On May 20, 2010, at age 44, Plaintiff underwent a psychological evaluation by Dr. Mark McClain of Behavioral Associates, in order to aid in determining Plaintiff's eligibility for SSI. [R. 263.] Dr. McClain administered the Welcher Adult Intelligence Scale-IV ("WAIS-IV") on which Plaintiff scored a Full Scale Score of 69. [R. 264.] Dr. McClain opined that Plaintiff's results "suggest that there is a 95% probability that [Plaintiff's] true Full Scale IQ score will fall between 66-75. This places him in the extremely high end of the mild range of mental retardation through borderline range of intelligence as measured by this instrument." [R. 264-265.] Dr. McClain further opined that Plaintiff "obtained scores in the deficient range on the Word Reading, Spelling, and Math Computation subtests of the WRAT-4" [R 265] and indicated his diagnosis as "rule/out 317 mild mental retardation vs V62.89 borderline intellectual functioning." [R. 266.] Dr.

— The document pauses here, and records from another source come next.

//! Cluster snapshot assembly
//!
//! Builds an immutable, internally consistent view of the cluster from the
//! inventory and metrics collaborators. A build attempt that observes a torn
//! read (listing generations disagree) or an integrity violation is retried
//! up to a bounded attempt count; a partial snapshot is never returned.

use super::{CapacityVector, Resource, Workload};
use crate::error::EngineError;
use crate::sources::{peak_usage, InventorySource, MetricsSource, SourceError};
use chrono::{DateTime, Utc};
use serde::{Deserialize, Serialize};
use std::collections::BTreeMap;
use std::sync::Arc;
use std::time::Duration;
use thiserror::Error;
use tokio::task::JoinSet;
use tracing::{debug, warn};

/// Integrity violations detected while assembling a snapshot.
#[derive(Debug, Error)]
pub enum SnapshotViolation {
    #[error("workload {workload} references host {host} absent from the snapshot")]
    DanglingHost { workload: String, host: String },

    #[error("duplicate resource id {0}")]
    DuplicateResource(String),

    #[error("duplicate workload id {0}")]
    DuplicateWorkload(String),

    #[error("resource {resource} demand exceeds capacity and is not overcommitted")]
    OverCapacity { resource: String },
}

/// Immutable point-in-time view of the cluster.
///
/// Owned by the audit coordinator for the duration of one cycle and shared
/// read-only (`Arc`) with strategy evaluations. There are no mutating
/// accessors; a new cycle builds a new snapshot.
#[derive(Debug, Clone, Serialize, Deserialize)]
pub struct ClusterSnapshot {
    pub scope: String,
    pub taken_at: DateTime<Utc>,
    resources: BTreeMap<String, Resource>,
    workloads: BTreeMap<String, Workload>,
}

impl ClusterSnapshot {
    /// Assemble a snapshot from model values, deriving each resource's
    /// hosted-workload set from workload host references and enforcing
    /// referential integrity and capacity invariants.
    pub fn assemble(
        scope: impl Into<String>,
        resources: Vec<Resource>,
        workloads: Vec<Workload>,
    ) -> Result<Self, SnapshotViolation> {
        let mut resource_map: BTreeMap<String, Resource> = BTreeMap::new();
        for mut resource in resources {
            resource.workloads.clear();
            if resource_map
                .insert(resource.id.clone(), resource.clone())
                .is_some()
            {
                return Err(SnapshotViolation::DuplicateResource(resource.id));
            }
        }

        let mut workload_map: BTreeMap<String, Workload> = BTreeMap::new();
        for workload in workloads {
            let host = resource_map.get_mut(&workload.host).ok_or_else(|| {
                SnapshotViolation::DanglingHost {
                    workload: workload.id.clone(),
                    host: workload.host.clone(),
                }
            })?;
            host.workloads.insert(workload.id.clone());
            if workload_map
                .insert(workload.id.clone(), workload.clone())
                .is_some()
            {
                return Err(SnapshotViolation::DuplicateWorkload(workload.id));
            }
        }

        for resource in resource_map.values() {
            if resource.overcommitted {
                continue;
            }
            let mut assigned = CapacityVector::default();
            for id in &resource.workloads {
                assigned.add(workload_map[id].effective_demand());
            }
            if !assigned.fits_within(&resource.capacity) {
                return Err(SnapshotViolation::OverCapacity {
                    resource: resource.id.clone(),
                });
            }
        }

        Ok(Self {
            scope: scope.into(),
            taken_at: Utc::now(),
            resources: resource_map,
            workloads: workload_map,
        })
    }

    pub fn resource(&self, id: &str) -> Option<&Resource> {
        self.resources.get(id)
    }

    pub fn workload(&self, id: &str) -> Option<&Workload> {
        self.workloads.get(id)
    }

    pub fn resources(&self) -> impl Iterator<Item = &Resource> {
        self.resources.values()
    }

    pub fn workloads(&self) -> impl Iterator<Item = &Workload> {
        self.workloads.values()
    }

    pub fn resource_count(&self) -> usize {
        self.resources.len()
    }

    pub fn workload_count(&self) -> usize {
        self.workloads.len()
    }

    /// Capacity left on a resource after subtracting the effective demand of
    /// everything it hosts.
    pub fn free_capacity(&self, resource_id: &str) -> Option<CapacityVector> {
        let resource = self.resources.get(resource_id)?;
        let mut assigned = CapacityVector::default();
        for id in &resource.workloads {
            assigned.add(self.workloads[id].effective_demand());
        }
        Some(resource.capacity.saturating_sub(&assigned))
    }
}

/// Bounds and timeouts for snapshot construction.
#[derive(Debug, Clone)]
pub struct SnapshotConfig {
    /// Build attempts before surfacing a failed cycle.
    pub max_attempts: u32,
    /// Delay between build attempts.
    pub retry_backoff: Duration,
    /// Timeout applied to every collaborator call.
    pub source_timeout: Duration,
    /// Telemetry lookback window passed to the metrics source.
    pub metrics_window: Duration,
}

impl Default for SnapshotConfig {
    fn default() -> Self {
        Self {
            max_attempts: 3,
            retry_backoff: Duration::from_millis(500),
            source_timeout: Duration::from_secs(10),
            metrics_window: Duration::from_secs(15 * 60),
        }
    }
}

/// Builds [`ClusterSnapshot`]s from the inventory and metrics collaborators.
pub struct SnapshotBuilder {
    config: SnapshotConfig,
}

enum AttemptError {
    Unavailable {
        source_kind: &'static str,
        detail: String,
    },
    Inconsistent(String),
}

impl SnapshotBuilder {
    pub fn new(config: SnapshotConfig) -> Self {
        Self { config }
    }

    /// Build a snapshot, retrying torn or unavailable reads up to the
    /// configured attempt bound.
    pub async fn build(
        &self,
        scope: &str,
        inventory: Arc<dyn InventorySource>,
        metrics: Arc<dyn MetricsSource>,
    ) -> Result<ClusterSnapshot, EngineError> {
        for attempt in 1..=self.config.max_attempts {
            match self
                .attempt(scope, inventory.clone(), metrics.clone())
                .await
            {
                Ok(snapshot) => {
                    debug!(
                        scope = %scope,
                        attempt,
                        resources = snapshot.resource_count(),
                        workloads = snapshot.workload_count(),
                        "Snapshot assembled"
                    );
                    return Ok(snapshot);
                }
                Err(AttemptError::Unavailable {
                    source_kind,
                    detail,
                }) => {
                    warn!(scope = %scope, attempt, source_kind, detail = %detail, "Snapshot build attempt failed");
                    if attempt == self.config.max_attempts {
                        return Err(EngineError::DataUnavailable {
                            source_kind,
                            detail,
                        });
                    }
                }
                Err(AttemptError::Inconsistent(detail)) => {
                    warn!(scope = %scope, attempt, detail = %detail, "Snapshot build attempt inconsistent");
                }
            }
            if attempt < self.config.max_attempts {
                tokio::time::sleep(self.config.retry_backoff).await;
            }
        }

        Err(EngineError::InconsistentSnapshot {
            attempts: self.config.max_attempts,
        })
    }

    async fn attempt(
        &self,
        scope: &str,
        inventory: Arc<dyn InventorySource>,
        metrics: Arc<dyn MetricsSource>,
    ) -> Result<ClusterSnapshot, AttemptError> {
        let timeout = self.config.source_timeout;

        let (resources, workloads) = tokio::join!(
            tokio::time::timeout(timeout, inventory.list_resources()),
            tokio::time::timeout(timeout, inventory.list_workloads()),
        );
        let resources = flatten("inventory", resources)?;
        let workloads = flatten("inventory", workloads)?;

        // Both listings must come from the same inventory generation or the
        // read is torn.
        if resources.generation != workloads.generation {
            return Err(AttemptError::Inconsistent(format!(
                "inventory changed mid-read (resource generation {}, workload generation {})",
                resources.generation, workloads.generation
            )));
        }

        let resources: Vec<Resource> = resources
            .items
            .into_iter()
            .map(|d| Resource {
                id: d.id,
                capacity: d.capacity,
                state: d.state,
                overcommitted: d.overcommitted,
                workloads: Default::default(),
            })
            .collect();

        // Telemetry reads for distinct workloads are independent, issue them
        // concurrently.
        let window = self.config.metrics_window;
        let mut fetches = JoinSet::new();
        for descriptor in &workloads.items {
            let metrics = metrics.clone();
            let id = descriptor.id.clone();
            fetches.spawn(async move {
                let samples = tokio::time::timeout(timeout, metrics.metrics_for(&id, window))
                    .await
                    .map_err(|_| SourceError::Timeout)
                    .and_then(|r| r)?;
                Ok::<_, SourceError>((id, peak_usage(&samples)))
            });
        }

        let mut observed: BTreeMap<String, CapacityVector> = BTreeMap::new();
        while let Some(joined) = fetches.join_next().await {
            let result = joined.map_err(|e| AttemptError::Unavailable {
                source_kind: "metrics",
                detail: format!("telemetry task panicked: {e}"),
            })?;
            match result {
                Ok((id, Some(peak))) => {
                    observed.insert(id, peak);
                }
                Ok((_, None)) => {}
                Err(e) => {
                    return Err(AttemptError::Unavailable {
                        source_kind: "metrics",
                        detail: e.to_string(),
                    })
                }
            }
        }

        let workloads: Vec<Workload> = workloads
            .items
            .into_iter()
            .map(|d| {
                let observed_demand = observed.remove(&d.id);
                Workload {
                    id: d.id,
                    demand: d.demand,
                    observed_demand,
                    host: d.host,
                    constraints: d.constraints,
                }
            })
            .collect();

        ClusterSnapshot::assemble(scope, resources, workloads)
            .map_err(|v| AttemptError::Inconsistent(v.to_string()))
    }
}

fn flatten<T>(
    source_kind: &'static str,
    outcome: Result<Result<T, SourceError>, tokio::time::error::Elapsed>,
) -> Result<T, AttemptError> {
    match outcome {
        Ok(Ok(value)) => Ok(value),
        Ok(Err(e)) => Err(AttemptError::Unavailable {
            source_kind,
            detail: e.to_string(),
        }),
        Err(_) => Err(AttemptError::Unavailable {
            source_kind,
            detail: "read timed out".to_string(),
        }),
    }
}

McClain also explained:

In summary, testing results, behavioral observation and clinical interview reflect a 44-yer-old [sic] male who is currently functioning in the mild range of mental retardation through borderline range of intelligence and in the deficient range of overall academic achievement as measured by the WIS-IV and WRAT-4 respectively. Current test results are generally congruent with the results of past psychoeducational testing conducted by a school psychologist.
[R. 266.] Additionally, a Mental Residual Functional Capacity ("MRFC") Assessment conducted on June 3, 2010, by Lisa Clausen, PhD, indicated Plaintiff was moderately limited in his ability to understand and remember detailed instruction; in his ability to carry out detailed instructions; and in his ability to maintain attention and concentration for extended periods of time. [R. 289.]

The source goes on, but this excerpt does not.